◆ **How to complete this task**
How many lines in the records below contain the word "impl"? State that number and nothing more.

◆ **Supplied material**
Start of Block

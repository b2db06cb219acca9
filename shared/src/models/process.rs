//! Monitored Process Model
//!
//! A judicial process (case) a lawyer tracks by its docket number
//! ("radicado"). The denormalized last-actuation fields are written only
//! by the sync engine, never by callers.

use chrono::{DateTime, NaiveDate, Utc};
use serde::{Deserialize, Serialize};
use uuid::Uuid;
use validator::{Validate, ValidationError};

pub type ProcessId = Uuid;
pub type LawyerId = Uuid;

/// Number of digits in a valid radicado (Rama Judicial format)
pub const RADICADO_DIGITS: usize = 23;

/// Lifecycle state of a monitored process
#[derive(Debug, Clone, Copy, PartialEq, Eq, Serialize, Deserialize)]
#[serde(rename_all = "lowercase")]
pub enum ProcessStatus {
    Active,
    Terminated,
    Suspended,
}

impl Default for ProcessStatus {
    fn default() -> Self {
        ProcessStatus::Active
    }
}

/// Monitored process row
#[derive(Debug, Clone, Serialize, Deserialize)]
pub struct MonitoredProcess {
    pub id: ProcessId,
    pub owner_id: LawyerId,
    /// Docket number ("radicado"), unique per owner
    pub docket: String,
    /// Court/chamber handling the case, filled from the registry
    pub forum: Option<String>,
    pub case_type: Option<String>,
    pub plaintiff: Option<String>,
    pub defendant: Option<String>,
    #[serde(default)]
    pub status: ProcessStatus,
    #[serde(default = "default_true")]
    pub notifications_enabled: bool,
    /// Denormalized cache: date of the most recent known actuation
    pub last_actuation_date: Option<NaiveDate>,
    /// Denormalized cache: description of the most recent known actuation
    pub last_actuation_desc: Option<String>,
    pub created_at: DateTime<Utc>,
    pub updated_at: DateTime<Utc>,
}

fn default_true() -> bool {
    true
}

impl MonitoredProcess {
    /// Build a fresh process row from a registration request
    pub fn from_request(owner_id: LawyerId, req: &NewMonitor) -> Self {
        let now = Utc::now();
        Self {
            id: Uuid::new_v4(),
            owner_id,
            docket: req.docket.clone(),
            forum: None,
            case_type: req.case_type.clone(),
            plaintiff: req.plaintiff.clone(),
            defendant: req.defendant.clone(),
            status: ProcessStatus::Active,
            notifications_enabled: true,
            last_actuation_date: None,
            last_actuation_desc: None,
            created_at: now,
            updated_at: now,
        }
    }

    /// Whether this process participates in batch synchronization
    pub fn is_syncable(&self) -> bool {
        self.status == ProcessStatus::Active && self.notifications_enabled
    }
}

/// Registration request for a new monitored process
#[derive(Debug, Clone, Serialize, Deserialize, Validate)]
pub struct NewMonitor {
    #[validate(custom(function = "validate_radicado"))]
    pub docket: String,
    pub case_type: Option<String>,
    pub plaintiff: Option<String>,
    pub defendant: Option<String>,
    /// Seed actuations from the registry right after registration
    #[serde(default = "default_true")]
    pub seed_on_create: bool,
}

impl NewMonitor {
    pub fn new(docket: impl Into<String>) -> Self {
        Self {
            docket: docket.into(),
            case_type: None,
            plaintiff: None,
            defendant: None,
            seed_on_create: true,
        }
    }
}

/// Radicado format check: 23 digits, separator dashes allowed
pub fn validate_radicado(docket: &str) -> Result<(), ValidationError> {
    if docket.chars().any(|c| !c.is_ascii_digit() && c != '-') {
        return Err(ValidationError::new("radicado_charset"));
    }
    let digits = docket.chars().filter(char::is_ascii_digit).count();
    if digits != RADICADO_DIGITS {
        return Err(ValidationError::new("radicado_length"));
    }
    Ok(())
}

End of Block

◆ **Exercise output**
4